Exercise aim → Only some lines are wanted. Transcribe, exactly, the lines below from the line with "filename libs/infra/license-client/src/lib.rs" up to and including the line with "the Calculator resolves".

Data supplied →
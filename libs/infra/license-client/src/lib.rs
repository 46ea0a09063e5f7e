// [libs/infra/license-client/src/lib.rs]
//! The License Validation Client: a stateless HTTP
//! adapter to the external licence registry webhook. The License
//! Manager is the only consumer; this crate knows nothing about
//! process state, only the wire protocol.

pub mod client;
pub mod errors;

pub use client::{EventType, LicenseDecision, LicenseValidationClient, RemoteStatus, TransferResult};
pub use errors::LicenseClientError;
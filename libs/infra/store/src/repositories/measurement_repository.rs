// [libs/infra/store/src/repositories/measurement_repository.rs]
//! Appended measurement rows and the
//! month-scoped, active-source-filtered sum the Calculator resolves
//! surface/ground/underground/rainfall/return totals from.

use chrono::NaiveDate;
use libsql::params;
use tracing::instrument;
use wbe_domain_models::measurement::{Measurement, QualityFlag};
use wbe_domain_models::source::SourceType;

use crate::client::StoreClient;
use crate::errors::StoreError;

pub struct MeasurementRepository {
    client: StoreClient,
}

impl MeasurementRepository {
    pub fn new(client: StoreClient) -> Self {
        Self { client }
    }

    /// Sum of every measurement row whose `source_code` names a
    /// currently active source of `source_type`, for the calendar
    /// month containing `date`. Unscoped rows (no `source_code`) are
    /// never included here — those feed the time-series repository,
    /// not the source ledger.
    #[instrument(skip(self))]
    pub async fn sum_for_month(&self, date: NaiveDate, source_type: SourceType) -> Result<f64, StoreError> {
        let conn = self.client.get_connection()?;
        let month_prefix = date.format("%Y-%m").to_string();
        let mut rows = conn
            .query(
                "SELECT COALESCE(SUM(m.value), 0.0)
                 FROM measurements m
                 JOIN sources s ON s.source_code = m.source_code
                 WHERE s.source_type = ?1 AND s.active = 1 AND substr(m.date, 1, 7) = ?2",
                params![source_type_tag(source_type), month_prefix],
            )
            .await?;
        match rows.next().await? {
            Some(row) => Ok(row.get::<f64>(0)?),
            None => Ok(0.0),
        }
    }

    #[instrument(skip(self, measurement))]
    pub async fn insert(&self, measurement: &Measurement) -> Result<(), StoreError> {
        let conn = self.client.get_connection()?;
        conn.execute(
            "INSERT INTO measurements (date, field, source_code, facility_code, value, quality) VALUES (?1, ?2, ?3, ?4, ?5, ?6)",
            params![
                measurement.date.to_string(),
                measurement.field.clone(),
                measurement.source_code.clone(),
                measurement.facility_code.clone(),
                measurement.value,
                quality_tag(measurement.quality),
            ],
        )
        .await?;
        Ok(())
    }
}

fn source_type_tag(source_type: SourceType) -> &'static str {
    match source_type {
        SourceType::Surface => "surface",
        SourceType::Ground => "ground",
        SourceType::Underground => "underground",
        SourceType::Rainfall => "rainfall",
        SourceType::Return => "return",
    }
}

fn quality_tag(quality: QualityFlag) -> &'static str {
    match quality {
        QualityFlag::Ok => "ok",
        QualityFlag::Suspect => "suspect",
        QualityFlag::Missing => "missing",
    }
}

--

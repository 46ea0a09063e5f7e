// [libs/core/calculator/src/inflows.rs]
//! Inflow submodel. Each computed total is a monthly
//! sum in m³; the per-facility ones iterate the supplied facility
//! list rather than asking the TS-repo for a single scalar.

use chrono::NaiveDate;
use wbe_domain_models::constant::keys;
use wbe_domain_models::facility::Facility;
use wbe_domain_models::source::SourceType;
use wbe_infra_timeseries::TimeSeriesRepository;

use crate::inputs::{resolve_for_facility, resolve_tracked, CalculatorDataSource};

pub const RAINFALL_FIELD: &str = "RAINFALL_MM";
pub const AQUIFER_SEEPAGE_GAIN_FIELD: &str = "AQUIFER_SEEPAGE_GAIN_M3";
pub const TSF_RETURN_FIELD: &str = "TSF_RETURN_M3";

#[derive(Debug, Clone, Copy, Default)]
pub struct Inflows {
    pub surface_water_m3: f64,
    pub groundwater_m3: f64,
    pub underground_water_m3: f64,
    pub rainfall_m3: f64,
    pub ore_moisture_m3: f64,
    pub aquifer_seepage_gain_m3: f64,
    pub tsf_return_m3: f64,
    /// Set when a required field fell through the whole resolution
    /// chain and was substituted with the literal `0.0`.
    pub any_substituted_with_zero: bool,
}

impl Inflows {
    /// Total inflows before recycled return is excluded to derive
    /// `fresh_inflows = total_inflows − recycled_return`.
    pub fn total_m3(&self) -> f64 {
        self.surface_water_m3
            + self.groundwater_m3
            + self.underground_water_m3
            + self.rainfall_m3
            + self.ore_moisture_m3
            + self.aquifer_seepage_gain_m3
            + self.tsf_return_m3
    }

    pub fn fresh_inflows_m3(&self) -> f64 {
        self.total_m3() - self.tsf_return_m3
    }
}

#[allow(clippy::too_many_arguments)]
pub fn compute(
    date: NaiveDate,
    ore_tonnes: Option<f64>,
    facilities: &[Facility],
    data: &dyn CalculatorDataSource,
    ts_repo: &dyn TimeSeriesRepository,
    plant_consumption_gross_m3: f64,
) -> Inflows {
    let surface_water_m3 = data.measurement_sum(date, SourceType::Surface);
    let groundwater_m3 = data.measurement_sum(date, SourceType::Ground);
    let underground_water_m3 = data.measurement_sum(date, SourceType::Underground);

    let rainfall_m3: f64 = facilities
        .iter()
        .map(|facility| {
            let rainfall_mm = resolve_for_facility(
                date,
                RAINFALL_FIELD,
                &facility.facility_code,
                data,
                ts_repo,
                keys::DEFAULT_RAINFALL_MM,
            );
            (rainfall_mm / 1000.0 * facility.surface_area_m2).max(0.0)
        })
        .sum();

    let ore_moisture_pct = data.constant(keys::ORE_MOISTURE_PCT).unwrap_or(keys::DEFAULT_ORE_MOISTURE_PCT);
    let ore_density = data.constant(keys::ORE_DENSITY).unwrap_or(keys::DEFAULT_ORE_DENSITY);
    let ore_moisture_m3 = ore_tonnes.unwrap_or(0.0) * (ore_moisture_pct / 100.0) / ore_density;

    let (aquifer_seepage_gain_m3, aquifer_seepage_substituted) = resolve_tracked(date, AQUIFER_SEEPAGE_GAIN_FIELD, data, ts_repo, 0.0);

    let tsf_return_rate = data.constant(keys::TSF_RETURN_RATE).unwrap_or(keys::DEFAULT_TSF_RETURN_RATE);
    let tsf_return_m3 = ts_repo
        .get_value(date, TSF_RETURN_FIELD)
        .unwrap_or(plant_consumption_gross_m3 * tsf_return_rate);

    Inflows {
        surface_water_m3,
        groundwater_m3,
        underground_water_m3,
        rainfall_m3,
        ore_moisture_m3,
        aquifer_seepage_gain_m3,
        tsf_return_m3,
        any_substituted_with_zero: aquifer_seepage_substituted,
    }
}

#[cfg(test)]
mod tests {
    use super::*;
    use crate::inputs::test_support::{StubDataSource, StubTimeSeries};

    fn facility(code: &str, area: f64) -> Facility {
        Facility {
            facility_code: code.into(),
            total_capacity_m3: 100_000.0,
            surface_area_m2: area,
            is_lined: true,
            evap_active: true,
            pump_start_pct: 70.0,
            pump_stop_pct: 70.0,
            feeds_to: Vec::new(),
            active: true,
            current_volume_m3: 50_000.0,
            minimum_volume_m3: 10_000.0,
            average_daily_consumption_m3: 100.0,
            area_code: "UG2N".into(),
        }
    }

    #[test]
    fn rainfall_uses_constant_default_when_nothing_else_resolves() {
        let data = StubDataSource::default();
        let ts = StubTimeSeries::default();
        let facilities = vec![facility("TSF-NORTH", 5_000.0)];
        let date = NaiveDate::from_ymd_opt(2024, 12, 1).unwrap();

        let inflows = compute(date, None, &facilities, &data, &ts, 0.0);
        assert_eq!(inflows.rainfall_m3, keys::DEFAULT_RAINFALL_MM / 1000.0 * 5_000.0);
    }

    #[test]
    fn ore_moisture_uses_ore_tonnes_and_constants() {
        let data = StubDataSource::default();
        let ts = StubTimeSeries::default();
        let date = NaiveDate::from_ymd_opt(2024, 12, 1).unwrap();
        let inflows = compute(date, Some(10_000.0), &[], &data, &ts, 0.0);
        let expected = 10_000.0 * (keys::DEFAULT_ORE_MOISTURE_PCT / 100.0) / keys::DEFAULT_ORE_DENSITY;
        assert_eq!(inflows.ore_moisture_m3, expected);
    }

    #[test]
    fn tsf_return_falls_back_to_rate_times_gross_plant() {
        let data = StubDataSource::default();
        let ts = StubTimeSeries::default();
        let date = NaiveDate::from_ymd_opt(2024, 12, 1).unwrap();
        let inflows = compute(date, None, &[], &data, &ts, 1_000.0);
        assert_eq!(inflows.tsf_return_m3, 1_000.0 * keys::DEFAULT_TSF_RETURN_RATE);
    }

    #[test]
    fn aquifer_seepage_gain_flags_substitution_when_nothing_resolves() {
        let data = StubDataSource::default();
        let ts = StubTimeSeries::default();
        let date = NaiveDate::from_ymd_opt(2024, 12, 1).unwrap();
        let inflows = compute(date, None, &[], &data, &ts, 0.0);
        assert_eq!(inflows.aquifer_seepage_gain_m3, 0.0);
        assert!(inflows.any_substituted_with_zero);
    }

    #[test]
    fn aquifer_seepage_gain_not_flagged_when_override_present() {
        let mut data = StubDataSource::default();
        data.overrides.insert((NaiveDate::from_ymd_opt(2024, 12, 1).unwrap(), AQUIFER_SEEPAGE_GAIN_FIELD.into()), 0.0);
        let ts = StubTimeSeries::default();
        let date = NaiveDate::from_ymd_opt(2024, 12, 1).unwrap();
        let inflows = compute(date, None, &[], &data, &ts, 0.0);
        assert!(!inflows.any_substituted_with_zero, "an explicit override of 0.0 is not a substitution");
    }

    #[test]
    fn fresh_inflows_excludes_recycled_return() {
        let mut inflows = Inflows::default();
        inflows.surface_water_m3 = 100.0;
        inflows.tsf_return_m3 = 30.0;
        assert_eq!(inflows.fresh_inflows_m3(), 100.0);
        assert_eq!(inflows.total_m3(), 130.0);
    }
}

Exercise solution →
filename libs/infra/license-client/src/lib.rs
repository 46ea0a09063e5f7e
// [libs/infra/license-client/src/lib.rs]
//! The License Validation Client: a stateless HTTP
//! adapter to the external licence registry webhook. The License
//! Manager is the only consumer; this crate knows nothing about
//! process state, only the wire protocol.

pub mod client;
pub mod errors;

pub use client::{EventType, LicenseDecision, LicenseValidationClient, RemoteStatus, TransferResult};
pub use errors::LicenseClientError;
filename libs/infra/store/src/repositories/measurement_repository.rs
// [libs/infra/store/src/repositories/measurement_repository.rs]
//! Appended measurement rows and the
//! month-scoped, active-source-filtered sum the Calculator resolves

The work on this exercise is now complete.